* About this task
Count the lines in the data below holding the string "SearchPage" and write the total by itself.

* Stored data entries
++++++++++++++++++++
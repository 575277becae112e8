//! Lead follow-up task persistence.

mod repository;


pub use repository::TaskRepository;
use super::*;
use crate::errors::{Error, ValidationError};
use proptest::prelude::*;
use rust_decimal::Decimal;
use rust_decimal_macros::dec;

fn budget(from: Option<Decimal>, to: Option<Decimal>) -> Budget {
    Budget {
        from,
        to,
        as_market_price: false,
    }
}

fn form() -> NewRequirement {
    NewRequirement {
        client_name: "Kiran Shah".to_string(),
        agent: Some("asha".to_string()),
        budget: budget(Some(dec!(80)), Some(dec!(120))),
        asset_type: "Apartment".to_string(),
        micromarket: "Powai".to_string(),
        configuration: Some("3BHK".to_string()),
        builder_name: None,
    }
}

#[test]
fn test_budget_rejects_equal_bounds() {
    let err = budget(Some(dec!(100)), Some(dec!(100))).validate().unwrap_err();
    assert!(matches!(
        err,
        Error::Validation(ValidationError::BudgetRange { .. })
    ));
}

#[test]
fn test_budget_rejects_inverted_bounds() {
    assert!(budget(Some(dec!(150)), Some(dec!(100))).validate().is_err());
}

#[test]
fn test_budget_requires_both_bounds() {
    let err = budget(Some(dec!(10)), None).validate().unwrap_err();
    assert!(matches!(
        err,
        Error::Validation(ValidationError::MissingField(ref f)) if f == "budget.to"
    ));
    assert!(budget(None, Some(dec!(10))).validate().is_err());
}

#[test]
fn test_market_price_budget_skips_range() {
    let budget = Budget {
        from: Some(dec!(500)),
        to: Some(dec!(1)),
        as_market_price: true,
    };
    assert!(budget.validate().is_ok());
    assert!(Budget {
        as_market_price: true,
        ..Default::default()
    }
    .validate()
    .is_ok());
}

#[test]
fn test_budget_compares_fractional_lakhs() {
    assert!(budget(Some(dec!(99.99)), Some(dec!(100))).validate().is_ok());
    assert!(budget(Some(dec!(100.001)), Some(dec!(100))).validate().is_err());
}

#[test]
fn test_new_requirement_requires_client_name() {
    let mut input = form();
    input.client_name = "  ".to_string();
    let err = input.validate().unwrap_err();
    assert!(matches!(
        err,
        Error::Validation(ValidationError::MissingField(ref f)) if f == "clientName"
    ));
}

#[test]
fn test_new_requirement_checks_budget() {
    let mut input = form();
    input.budget = budget(Some(dec!(200)), Some(dec!(100)));
    assert!(input.validate().is_err());
    assert!(form().validate().is_ok());
}

#[test]
fn test_builder_name_is_trimmed() {
    let mut input = form();
    assert_eq!(input.builder(), None);
    input.builder_name = Some("   ".to_string());
    assert_eq!(input.builder(), None);
    input.builder_name = Some("  Lodha Group ".to_string());
    assert_eq!(input.builder(), Some("Lodha Group"));
}

#[test]
fn test_status_wire_names() {
    assert_eq!(
        serde_json::to_string(&InternalStatus::NotFound).unwrap(),
        "\"not found\""
    );
    assert_eq!(
        serde_json::to_string(&RequirementStatus::Close).unwrap(),
        "\"close\""
    );
    let requirement: Requirement = serde_json::from_value(serde_json::json!({
        "requirementId": "R-1",
        "internalStatus": "found"
    }))
    .unwrap();
    assert_eq!(requirement.internal_status, InternalStatus::Found);
    assert_eq!(requirement.requirement_status, RequirementStatus::Open);
    assert!(!requirement.budget.as_market_price);
}

proptest! {
    #![proptest_config(ProptestConfig::with_cases(256))]

    #[test]
    fn prop_budget_accepts_iff_from_below_to(
        from in -1_000_000i64..1_000_000,
        to in -1_000_000i64..1_000_000,
        scale in 0u32..3,
    ) {
        let from = Decimal::new(from, scale);
        let to = Decimal::new(to, scale);
        let lakh = Decimal::from(100_000);
        let result = budget(Some(from), Some(to)).validate();
        prop_assert_eq!(result.is_ok(), from * lakh < to * lakh);
    }

    #[test]
    fn prop_market_price_always_accepted(from in any::<i32>(), to in any::<i32>()) {
        let budget = Budget {
            from: Some(Decimal::from(from)),
            to: Some(Decimal::from(to)),
            as_market_price: true,
        };
        prop_assert!(budget.validate().is_ok());
    }
}
use std::sync::Arc;

use log::debug;

use super::properties_model::{PriceChange, Property, PropertyStatus};
use super::properties_traits::{PropertyRepositoryTrait, PropertyServiceTrait};
use super::property_mutations::{AddPropertyNote, ChangePropertyPrice, SetPropertyStatus};
use crate::errors::{Error, Result};
use crate::mutation::MutationCoordinator;
use crate::notes::NewNote;
use crate::search::{SearchIndexTrait, SearchIndexes, SearchPage, SearchRequest};
use crate::state::{Action, RecordKey, Store};

/// Service for viewing and editing inventory properties.
pub struct PropertyService {
    repository: Arc<dyn PropertyRepositoryTrait>,
    search_index: Arc<dyn SearchIndexTrait>,
    indexes: SearchIndexes,
    coordinator: Arc<MutationCoordinator>,
}

impl PropertyService {
    pub fn new(
        repository: Arc<dyn PropertyRepositoryTrait>,
        search_index: Arc<dyn SearchIndexTrait>,
        indexes: SearchIndexes,
        coordinator: Arc<MutationCoordinator>,
    ) -> Self {
        Self {
            repository,
            search_index,
            indexes,
            coordinator,
        }
    }

    fn store(&self) -> &Store {
        self.coordinator.store()
    }

    /// Loads the property into the store unless it is already cached.
    async fn ensure_cached(&self, property_id: &str) -> Result<()> {
        if self.store().property(property_id).is_none() {
            self.get_property(property_id).await?;
        }
        Ok(())
    }

    fn cached_or_not_found(&self, property_id: &str) -> Result<Property> {
        self.store()
            .property(property_id)
            .ok_or_else(|| Error::NotFound(format!("Property {}", property_id)))
    }
}

#[async_trait::async_trait]
impl PropertyServiceTrait for PropertyService {
    async fn get_property(&self, property_id: &str) -> Result<Property> {
        self.store()
            .track_fetch(
                RecordKey::Property(property_id.to_string()),
                self.repository.get_by_id(property_id),
                |property| Action::PropertiesLoaded(vec![property.clone()]),
            )
            .await
    }

    fn cached_property(&self, property_id: &str) -> Option<Property> {
        self.store().property(property_id)
    }

    async fn get_properties(&self, property_ids: &[String]) -> Result<Vec<Property>> {
        let missing: Vec<String> = self.store().read(|state| {
            property_ids
                .iter()
                .filter(|id| !state.properties.contains_key(id.as_str()))
                .cloned()
                .collect()
        });
        if !missing.is_empty() {
            debug!("Fetching {} uncached properties", missing.len());
            let fetched = self.repository.list_by_ids(&missing).await?;
            self.store().dispatch(Action::PropertiesLoaded(fetched));
        }
        Ok(self.store().read(|state| {
            property_ids
                .iter()
                .filter_map(|id| state.properties.get(id).cloned())
                .collect()
        }))
    }

    async fn update_status(&self, property_id: &str, status: PropertyStatus) -> Result<Property> {
        self.ensure_cached(property_id).await?;
        let mutation = SetPropertyStatus::new(self.repository.clone(), property_id, status);
        self.coordinator.execute(mutation).await?;
        self.cached_or_not_found(property_id)
    }

    async fn change_price(&self, property_id: &str, change: PriceChange) -> Result<Property> {
        self.ensure_cached(property_id).await?;
        let mutation = ChangePropertyPrice::new(self.repository.clone(), property_id, change);
        self.coordinator.execute(mutation).await?;
        self.cached_or_not_found(property_id)
    }

    async fn add_note(&self, property_id: &str, note: NewNote) -> Result<Property> {
        self.ensure_cached(property_id).await?;
        let mutation = AddPropertyNote::new(self.repository.clone(), property_id, note);
        self.coordinator.execute(mutation).await?;
        self.cached_or_not_found(property_id)
    }

    async fn search_properties(&self, request: SearchRequest) -> Result<SearchPage<Property>> {
        let response = self
            .search_index
            .search(&self.indexes.properties, &request.normalized())
            .await?;
        Ok(response.decode("propertyId"))
    }
}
++++++++++++++++++++
* Answer box
2